Kalos walked toward the human as he spoke with tempting human offers of lies and promises he would no doubt break.
"You can just... stay. Very still. Right- right where you are." She was going to be very brave and she just needed to work up to it.
And also there was a couch there.
Kalos went around the couch, but hesitated once there was nothing between them. His papers were right there. On the cushion. She could snatch them up to use as leverage. He had even said she could look at them, but most importantly she didn't trust that he was harmless. There was hardly the length of a single lunge between them. His hands looked strong enough to do damage.
Beau had said so many interesting things that Kalos wasn't even sure where to start. "I thought the devil's fruit was... you know... with the part that... you know?" She was making some odd motions with her hands that weren't really helping. And the more she looked between Beau and her hand motions... Kalos turned a few shades of purple and gave up. More than gave up, she put her hands down on the carpet and put her knees over them to keep them from escaping.
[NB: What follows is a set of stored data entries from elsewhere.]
//! Render-function assembler.
//!
//! Orchestrates a codegen pass:
//! 1. Prologue: helper destructure (function mode) or import (module mode)
//! 2. Function header
//! 3. Pre-render statements
//! 4. Optional `with (this)` scope
//! 5. `return` + the root children
//! 6. Close every block that was opened

use stencil_types::ast::RootNode;

use crate::context::{CodegenContext, CodegenOutput};
use crate::error::CodegenResult;
use crate::list::gen_children;
use crate::options::{CodegenMode, GenerateOptions};
use crate::types::RENDER_FN_NAME;

// ══════════════════════════════════════════════════════════════════════════════
// Public API
// ══════════════════════════════════════════════════════════════════════════════

/// Generate the render function for a transformed template.
///
/// Returns the code and, when [`GenerateOptions::source_map`] is set, a
/// source map back to the template. Fails only on pipeline contract
/// violations (see [`CodegenError`](crate::CodegenError)), unless
/// [`GenerateOptions::lenient`] is set.
#[tracing::instrument(level = "debug", skip_all, fields(mode = ?options.mode, children = ast.children.len()))]
pub fn generate(ast: &RootNode, options: &GenerateOptions) -> CodegenResult<CodegenOutput> {
    let mut ctx = CodegenContext::new(ast, options);

    gen_prologue(ast, &mut ctx);
    gen_function_header(&mut ctx);

    ctx.indent();
    for statement in &ast.statements {
        ctx.push(statement, None);
        ctx.newline();
    }

    if options.use_with {
        ctx.push("with (this) {", None);
        ctx.indent();
    }
    ctx.push("return ", None);
    gen_children(&ast.children, &mut ctx)?;
    if options.use_with {
        ctx.deindent(false);
        ctx.push("}", None);
    }

    ctx.deindent(false);
    ctx.push("}", None);

    let mappings = ctx.mappings().map(<[_]>::len);
    let output = ctx.finish();
    tracing::debug!(bytes = output.code.len(), mappings, "render function generated");
    Ok(output)
}

fn gen_prologue(ast: &RootNode, ctx: &mut CodegenContext<'_>) {
    if ast.imports.is_empty() {
        return;
    }
    let helpers = ast
        .imports
        .iter()
        .map(String::as_str)
        .collect::<Vec<_>>()
        .join(", ");
    let prologue = match ctx.options().mode {
        CodegenMode::Function => {
            format!("const {{ {helpers} }} = {}\n\n", ctx.options().runtime_global_name)
        }
        CodegenMode::Module => {
            format!("import {{ {helpers} }} from '{}'\n\n", ctx.options().runtime_module_name)
        }
    };
    ctx.push(&prologue, None);
}

fn gen_function_header(ctx: &mut CodegenContext<'_>) {
    let header = match ctx.options().mode {
        CodegenMode::Function => format!("return function {RENDER_FN_NAME}() {{"),
        CodegenMode::Module => format!("export default function {RENDER_FN_NAME}() {{"),
    };
    ctx.push(&header, None);
}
"Well where I'm from there wasn't spicy... or many spices. There was figs, though. And olives." Nobody ate figs here. It sorta made a disproportionate amount of her life feel like a lie. "Am I supposed to go my whole life without knowing what spicy is tasting like?" Or feeling like? She sorta still felt it making her nose run.
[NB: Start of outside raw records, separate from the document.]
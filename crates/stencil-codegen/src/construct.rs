//! Call, object and array expression rendering.

use stencil_types::ast::{ArrayExpression, CallExpression, ObjectExpression};

use crate::context::CodegenContext;
use crate::error::CodegenResult;
use crate::expr::{gen_expression, gen_expression_as_property_key};
use crate::list::{gen_node_list, gen_node_list_as_array};

/// `callee(a, b)`, or one argument per line past two arguments.
pub fn gen_call_expression(
    node: &CallExpression,
    ctx: &mut CodegenContext<'_>,
) -> CodegenResult<()> {
    let multilines = node.arguments.len() > 2;
    tracing::trace!(callee = %node.callee, args = node.arguments.len(), multilines, "call expression");
    ctx.push(&format!("{}(", node.callee), Some(&node.loc));
    if multilines {
        ctx.indent();
    }
    gen_node_list(&node.arguments, ctx, multilines)?;
    if multilines {
        ctx.deindent(false);
    }
    ctx.push(")", None);
    Ok(())
}

/// `{ key: value }`, or one property per line past one property.
pub fn gen_object_expression(node: &ObjectExpression, ctx: &mut CodegenContext<'_>) {
    let multilines = node.properties.len() > 1;
    ctx.push(if multilines { "{" } else { "{ " }, Some(&node.loc));
    if multilines {
        ctx.indent();
    }
    for (i, prop) in node.properties.iter().enumerate() {
        gen_expression_as_property_key(&prop.key, ctx);
        ctx.push(": ", None);
        gen_expression(&prop.value, ctx);
        if i + 1 < node.properties.len() {
            ctx.push(",", None);
            ctx.newline();
        }
    }
    if multilines {
        ctx.deindent(false);
    }
    ctx.push(if multilines { "}" } else { " }" }, None);
}

/// `[a, b]`, bracketed whatever the element count.
pub fn gen_array_expression(
    node: &ArrayExpression,
    ctx: &mut CodegenContext<'_>,
) -> CodegenResult<()> {
    gen_node_list_as_array(&node.elements, ctx)
}

#[cfg(test)]
mod tests {
    use super::*;
    use crate::options::GenerateOptions;
    use stencil_types::ast::{ExpressionNode, ListEntry, Node, Property, RootNode, TextNode};
    use stencil_types::SourceLocation;

    fn render(f: impl FnOnce(&mut CodegenContext<'_>) -> CodegenResult<()>) -> String {
        let opts = GenerateOptions::default();
        let root = RootNode::new(vec![], SourceLocation::STUB);
        let mut ctx = CodegenContext::new(&root, &opts);
        f(&mut ctx).unwrap();
        ctx.finish().code
    }

    fn prop(key: &str, value: &str) -> Property {
        Property::new(
            ExpressionNode::static_(key, SourceLocation::STUB),
            ExpressionNode::dynamic(value, SourceLocation::STUB),
        )
    }

    fn object(props: Vec<Property>) -> ObjectExpression {
        ObjectExpression {
            properties: props,
            loc: SourceLocation::STUB,
        }
    }

    fn call(args: Vec<ListEntry>) -> CallExpression {
        CallExpression::new("h", args, SourceLocation::STUB)
    }

    #[test]
    fn call_with_two_args_stays_inline() {
        let node = call(vec!["\"div\"".into(), "null".into()]);
        assert_eq!(render(|ctx| gen_call_expression(&node, ctx)), "h(\"div\", null)");
    }

    #[test]
    fn call_with_three_args_breaks_lines() {
        let node = call(vec![
            "\"div\"".into(),
            "null".into(),
            ListEntry::Nodes(vec![Node::Text(TextNode::new("a", SourceLocation::STUB))]),
        ]);
        assert_eq!(
            render(|ctx| gen_call_expression(&node, ctx)),
            "h(\n  \"div\",\n  null,\n  [\"a\"]\n)"
        );
    }

    #[test]
    fn call_without_args() {
        assert_eq!(render(|ctx| gen_call_expression(&call(vec![]), ctx)), "h()");
    }

    #[test]
    fn single_property_object_is_inline() {
        let node = object(vec![prop("id", "foo")]);
        assert_eq!(
            render(|ctx| {
                gen_object_expression(&node, ctx);
                Ok(())
            }),
            "{ id: foo }"
        );
    }

    #[test]
    fn multi_property_object_breaks_lines() {
        let node = object(vec![prop("data-x", "a"), prop("id", "b")]);
        assert_eq!(
            render(|ctx| {
                gen_object_expression(&node, ctx);
                Ok(())
            }),
            "{\n  \"data-x\": a,\n  id: b\n}"
        );
    }

    #[test]
    fn empty_object() {
        let node = object(vec![]);
        assert_eq!(
            render(|ctx| {
                gen_object_expression(&node, ctx);
                Ok(())
            }),
            "{  }"
        );
    }

    #[test]
    fn array_is_always_bracketed() {
        let one = ArrayExpression {
            elements: vec!["a".into()],
            loc: SourceLocation::STUB,
        };
        let two = ArrayExpression {
            elements: vec!["a".into(), "b".into()],
            loc: SourceLocation::STUB,
        };
        assert_eq!(render(|ctx| gen_array_expression(&one, ctx)), "[a]");
        assert_eq!(render(|ctx| gen_array_expression(&two, ctx)), "[\n  a,\n  b\n]");
    }
}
He... he thought she was cooler than him? She scooted closer for better inspection of his face in case it was a lying face.
"Why would you think I'm cool? You make slime. That's way more fighty." Was this all her idea? She rocked back and forth as she thought that over. Yeah. She'd sort of bossed Beau a bit... and Beau hadn't even minded.
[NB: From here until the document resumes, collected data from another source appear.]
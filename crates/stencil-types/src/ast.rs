//! AST node types consumed by the code generator.
//!
//! The tree handed to codegen has already been through every transform:
//! elements carry their call-expression descriptor, conditionals are
//! canonical branch lists, and loops have their aliases split out.
//!
//! Every node carries a [`SourceLocation`] for source-map correlation.
//! Node lists preserve template order.

use indexmap::IndexSet;
use serde::{Deserialize, Serialize};

use crate::SourceLocation;

// ══════════════════════════════════════════════════════════════════════════════
// Root
// ══════════════════════════════════════════════════════════════════════════════

/// The root of a transformed template.
#[derive(Debug, Clone, PartialEq, Serialize, Deserialize)]
pub struct RootNode {
    /// Runtime helpers referenced by the generated code, in prologue order.
    #[serde(default)]
    pub imports: IndexSet<String>,
    /// Statements emitted at the top of the render function body.
    #[serde(default)]
    pub statements: Vec<String>,
    pub children: Vec<Node>,
    /// `loc.source` holds the full template text.
    #[serde(default)]
    pub loc: SourceLocation,
}

impl RootNode {
    pub fn new(children: Vec<Node>, loc: SourceLocation) -> Self {
        Self {
            imports: IndexSet::new(),
            statements: Vec::new(),
            children,
            loc,
        }
    }

    /// Record a helper import. Returns `false` if it was already recorded.
    pub fn add_import(&mut self, helper: impl Into<String>) -> bool {
        self.imports.insert(helper.into())
    }
}

// ══════════════════════════════════════════════════════════════════════════════
// Nodes
// ══════════════════════════════════════════════════════════════════════════════

/// A node of the transformed tree.
#[derive(Debug, Clone, PartialEq, Serialize, Deserialize)]
#[serde(tag = "type")]
pub enum Node {
    Element(ElementNode),
    Text(TextNode),
    Comment(CommentNode),
    Expression(ExpressionNode),
    If(IfNode),
    For(ForNode),
    CallExpression(CallExpression),
    ObjectExpression(ObjectExpression),
    ArrayExpression(ArrayExpression),
}

impl Node {
    pub fn loc(&self) -> &SourceLocation {
        match self {
            Node::Element(n) => &n.loc,
            Node::Text(n) => &n.loc,
            Node::Comment(n) => &n.loc,
            Node::Expression(n) => n.loc(),
            Node::If(n) => &n.loc,
            Node::For(n) => &n.loc,
            Node::CallExpression(n) => &n.loc,
            Node::ObjectExpression(n) => &n.loc,
            Node::ArrayExpression(n) => &n.loc,
        }
    }

    /// Short name of the node kind, for diagnostics.
    pub fn kind_name(&self) -> &'static str {
        match self {
            Node::Element(_) => "element",
            Node::Text(_) => "text",
            Node::Comment(_) => "comment",
            Node::Expression(_) => "expression",
            Node::If(_) => "if",
            Node::For(_) => "for",
            Node::CallExpression(_) => "call expression",
            Node::ObjectExpression(_) => "object expression",
            Node::ArrayExpression(_) => "array expression",
        }
    }
}

/// `<tag ...>children</tag>`
#[derive(Debug, Clone, PartialEq, Serialize, Deserialize)]
pub struct ElementNode {
    pub tag: String,
    #[serde(default)]
    pub children: Vec<Node>,
    /// Attached by the element transform. Codegen renders only this.
    #[serde(default)]
    pub codegen_node: Option<CallExpression>,
    #[serde(default)]
    pub loc: SourceLocation,
}

/// Plain template text.
#[derive(Debug, Clone, PartialEq, Serialize, Deserialize)]
pub struct TextNode {
    pub content: String,
    #[serde(default)]
    pub loc: SourceLocation,
}

impl TextNode {
    pub fn new(content: impl Into<String>, loc: SourceLocation) -> Self {
        Self {
            content: content.into(),
            loc,
        }
    }
}

/// `<!-- content -->`
#[derive(Debug, Clone, PartialEq, Serialize, Deserialize)]
pub struct CommentNode {
    pub content: String,
    #[serde(default)]
    pub loc: SourceLocation,
}

impl CommentNode {
    pub fn new(content: impl Into<String>, loc: SourceLocation) -> Self {
        Self {
            content: content.into(),
            loc,
        }
    }
}

// ══════════════════════════════════════════════════════════════════════════════
// Expressions
// ══════════════════════════════════════════════════════════════════════════════

/// An expression: a single leaf, or literal fragments mixed with
/// sub-expressions.
///
/// Untagged in JSON: a leaf has `content`, a compound has `children`.
#[derive(Debug, Clone, PartialEq, Serialize, Deserialize)]
#[serde(untagged)]
pub enum ExpressionNode {
    Simple(SimpleExpressionNode),
    Compound(CompoundExpressionNode),
}

impl ExpressionNode {
    /// A dynamic expression emitted verbatim.
    pub fn dynamic(content: impl Into<String>, loc: SourceLocation) -> Self {
        ExpressionNode::Simple(SimpleExpressionNode::new(content, false, loc))
    }

    /// A static value emitted as a quoted string literal.
    pub fn static_(content: impl Into<String>, loc: SourceLocation) -> Self {
        ExpressionNode::Simple(SimpleExpressionNode::new(content, true, loc))
    }

    pub fn loc(&self) -> &SourceLocation {
        match self {
            ExpressionNode::Simple(n) => &n.loc,
            ExpressionNode::Compound(n) => &n.loc,
        }
    }
}

/// A leaf expression.
#[derive(Debug, Clone, PartialEq, Serialize, Deserialize)]
pub struct SimpleExpressionNode {
    pub content: String,
    /// Static content is a literal value, not code.
    #[serde(default)]
    pub is_static: bool,
    #[serde(default)]
    pub loc: SourceLocation,
}

impl SimpleExpressionNode {
    pub fn new(content: impl Into<String>, is_static: bool, loc: SourceLocation) -> Self {
        Self {
            content: content.into(),
            is_static,
            loc,
        }
    }
}

/// Raw code fragments and nested expressions, concatenated in order.
///
/// Interpolation lowers `a {{ b }} c` to something like
/// `"a " + toDisplayString(b) + " c"` through this form.
#[derive(Debug, Clone, PartialEq, Serialize, Deserialize)]
pub struct CompoundExpressionNode {
    pub children: Vec<CompoundChild>,
    #[serde(default)]
    pub loc: SourceLocation,
}

impl CompoundExpressionNode {
    pub fn new(children: Vec<CompoundChild>, loc: SourceLocation) -> Self {
        Self { children, loc }
    }
}

/// One entry of a compound expression.
#[derive(Debug, Clone, PartialEq, Serialize, Deserialize)]
#[serde(untagged)]
pub enum CompoundChild {
    Code(String),
    Expression(ExpressionNode),
}

impl From<&str> for CompoundChild {
    fn from(code: &str) -> Self {
        CompoundChild::Code(code.to_string())
    }
}

impl From<ExpressionNode> for CompoundChild {
    fn from(expr: ExpressionNode) -> Self {
        CompoundChild::Expression(expr)
    }
}

// ══════════════════════════════════════════════════════════════════════════════
// Control Flow
// ══════════════════════════════════════════════════════════════════════════════

/// `v-if` / `v-else-if` / `v-else` chain.
///
/// Branches are non-empty and only the last one may lack a condition.
#[derive(Debug, Clone, PartialEq, Serialize, Deserialize)]
pub struct IfNode {
    pub branches: Vec<IfBranchNode>,
    #[serde(default)]
    pub loc: SourceLocation,
}

/// One arm of an [`IfNode`]. `condition: None` is the `else` arm.
#[derive(Debug, Clone, PartialEq, Serialize, Deserialize)]
pub struct IfBranchNode {
    #[serde(default)]
    pub condition: Option<ExpressionNode>,
    #[serde(default)]
    pub children: Vec<Node>,
    #[serde(default)]
    pub loc: SourceLocation,
}

impl IfBranchNode {
    pub fn new(condition: Option<ExpressionNode>, children: Vec<Node>, loc: SourceLocation) -> Self {
        Self {
            condition,
            children,
            loc,
        }
    }
}

/// `v-for="(value, key, index) in source"`
#[derive(Debug, Clone, PartialEq, Serialize, Deserialize)]
pub struct ForNode {
    pub source: ExpressionNode,
    #[serde(default)]
    pub value_alias: Option<ExpressionNode>,
    #[serde(default)]
    pub key_alias: Option<ExpressionNode>,
    #[serde(default)]
    pub object_index_alias: Option<ExpressionNode>,
    #[serde(default)]
    pub children: Vec<Node>,
    #[serde(default)]
    pub loc: SourceLocation,
}

impl ForNode {
    pub fn new(source: ExpressionNode, children: Vec<Node>, loc: SourceLocation) -> Self {
        Self {
            source,
            value_alias: None,
            key_alias: None,
            object_index_alias: None,
            children,
            loc,
        }
    }
}

// ══════════════════════════════════════════════════════════════════════════════
// JavaScript Constructs
// ══════════════════════════════════════════════════════════════════════════════

/// `callee(arg, ...)`
#[derive(Debug, Clone, PartialEq, Serialize, Deserialize)]
pub struct CallExpression {
    pub callee: String,
    #[serde(default)]
    pub arguments: Vec<ListEntry>,
    #[serde(default)]
    pub loc: SourceLocation,
}

impl CallExpression {
    pub fn new(callee: impl Into<String>, arguments: Vec<ListEntry>, loc: SourceLocation) -> Self {
        Self {
            callee: callee.into(),
            arguments,
            loc,
        }
    }
}

/// `{ key: value, ... }`
#[derive(Debug, Clone, PartialEq, Serialize, Deserialize)]
pub struct ObjectExpression {
    pub properties: Vec<Property>,
    #[serde(default)]
    pub loc: SourceLocation,
}

/// A single `key: value` pair.
#[derive(Debug, Clone, PartialEq, Serialize, Deserialize)]
pub struct Property {
    pub key: ExpressionNode,
    pub value: ExpressionNode,
    #[serde(default)]
    pub loc: SourceLocation,
}

impl Property {
    pub fn new(key: ExpressionNode, value: ExpressionNode) -> Self {
        let loc = key.loc().clone();
        Self { key, value, loc }
    }
}

/// `[element, ...]`
#[derive(Debug, Clone, PartialEq, Serialize, Deserialize)]
pub struct ArrayExpression {
    pub elements: Vec<ListEntry>,
    #[serde(default)]
    pub loc: SourceLocation,
}

/// An entry of a call argument list or array literal.
///
/// In JSON a string is raw code, an array is a nested children sequence and
/// an object is a node.
#[derive(Debug, Clone, PartialEq, Serialize, Deserialize)]
#[serde(untagged)]
pub enum ListEntry {
    Code(String),
    Nodes(Vec<Node>),
    Node(Node),
}

impl From<&str> for ListEntry {
    fn from(code: &str) -> Self {
        ListEntry::Code(code.to_string())
    }
}

impl From<String> for ListEntry {
    fn from(code: String) -> Self {
        ListEntry::Code(code)
    }
}

impl From<Node> for ListEntry {
    fn from(node: Node) -> Self {
        ListEntry::Node(node)
    }
}

impl From<Vec<Node>> for ListEntry {
    fn from(nodes: Vec<Node>) -> Self {
        ListEntry::Nodes(nodes)
    }
}

#[cfg(test)]
mod tests {
    use super::*;
    use crate::Position;

    #[test]
    fn test_add_import_keeps_first_insertion_order() {
        let mut root = RootNode::new(vec![], SourceLocation::STUB);
        assert!(root.add_import("renderList"));
        assert!(root.add_import("toDisplayString"));
        assert!(!root.add_import("renderList"));
        let imports: Vec<&str> = root.imports.iter().map(String::as_str).collect();
        assert_eq!(imports, vec!["renderList", "toDisplayString"]);
    }

    #[test]
    fn test_node_loc_reaches_expression_payload() {
        let loc = SourceLocation::spanning(Position::new(3, 1, 4), "msg");
        let node = Node::Expression(ExpressionNode::dynamic("msg", loc.clone()));
        assert_eq!(node.loc(), &loc);
        assert_eq!(node.kind_name(), "expression");
    }

    #[test]
    fn test_node_json_is_tagged_by_type() {
        let node = Node::Text(TextNode::new("hi", SourceLocation::STUB));
        let json = serde_json::to_value(&node).unwrap();
        assert_eq!(json["type"], "Text");
        assert_eq!(json["content"], "hi");
    }

    #[test]
    fn test_list_entry_json_shapes() {
        let entries: Vec<ListEntry> = serde_json::from_str(
            r#"["\"div\"", [], {"type": "Text", "content": "x"}]"#,
        )
        .unwrap();
        assert_eq!(entries[0], ListEntry::Code("\"div\"".into()));
        assert_eq!(entries[1], ListEntry::Nodes(vec![]));
        assert!(matches!(&entries[2], ListEntry::Node(Node::Text(t)) if t.content == "x"));
    }

    #[test]
    fn test_compound_child_json_shapes() {
        let expr: ExpressionNode = serde_json::from_str(
            r#"{"children": [
                "\"a \" + ",
                {"content": "b"}
            ]}"#,
        )
        .unwrap();
        let ExpressionNode::Compound(compound) = expr else {
            panic!("expected compound expression");
        };
        assert_eq!(compound.children[0], CompoundChild::from("\"a \" + "));
        assert!(matches!(
            &compound.children[1],
            CompoundChild::Expression(ExpressionNode::Simple(s)) if s.content == "b" && !s.is_static
        ));
    }
}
"Why do you do as your told?" She hadn't yet settled into that, though Kalos was assured that some day she would want to.
If Kalos had learned any one thing from her best friends Chase and Toby, it was hiding. The Mansion was an old building, many times remodeled and rebuilt. It had hidey holes upon hidey holes. Twists so twisty and turns so delightfully circular, that they were near impossible to pry a young gorgon out of.
The laundry room was her most sacred of safe spaces. The smell was nice. There was sunlight. It was a small room, but not too small. No pets allowed. The dryers were always rumbling and the window ledge was wide enough for most of her bottom. A defunct laundry chute was an excellent escape hatch from the second floor, down to her hidey hole in the south-facing window. There were lots of nooks and crannies to hide in should someone come looking, and an infinite array of colors and clothing choices to look through.
That's where she was now, despite the fact that she was supposed to be in therapy.
It wasn't that she didn't want to go meet a giant bug. He sounded like a very nice gorgon. It was more that she didn't want to leave her favorite spot. Not when so many people were actively looking for her. If they saw her leave... then they'd know where she was next time. And next time, she might actually be hiding.
The most logical thing would be to go out the window. But outside was... outside. She didn't do outside. But if she opened the door to the hallway, she would have to face the adults who'd been looking for her. The adults who were not happy.
When the doorknob rattled, Kalos took a chance.
A terrible, horrible, no good, very bad chance.
As it turned out, umbrellas did not make you fall any slower like cartoons and video games had lead her to believe. It was only one floor. She wasn't hurt, physically. It was the risk of the sky sucking her out to infinity that had her scared.
Shaking, sweating, grassy, and huddled beneath a very broken umbrella, Kalos knocked on the outside window of the conference room where a gorgon sat waiting for her. It may not have been a traditional entrance, but she'd made it to her appointment.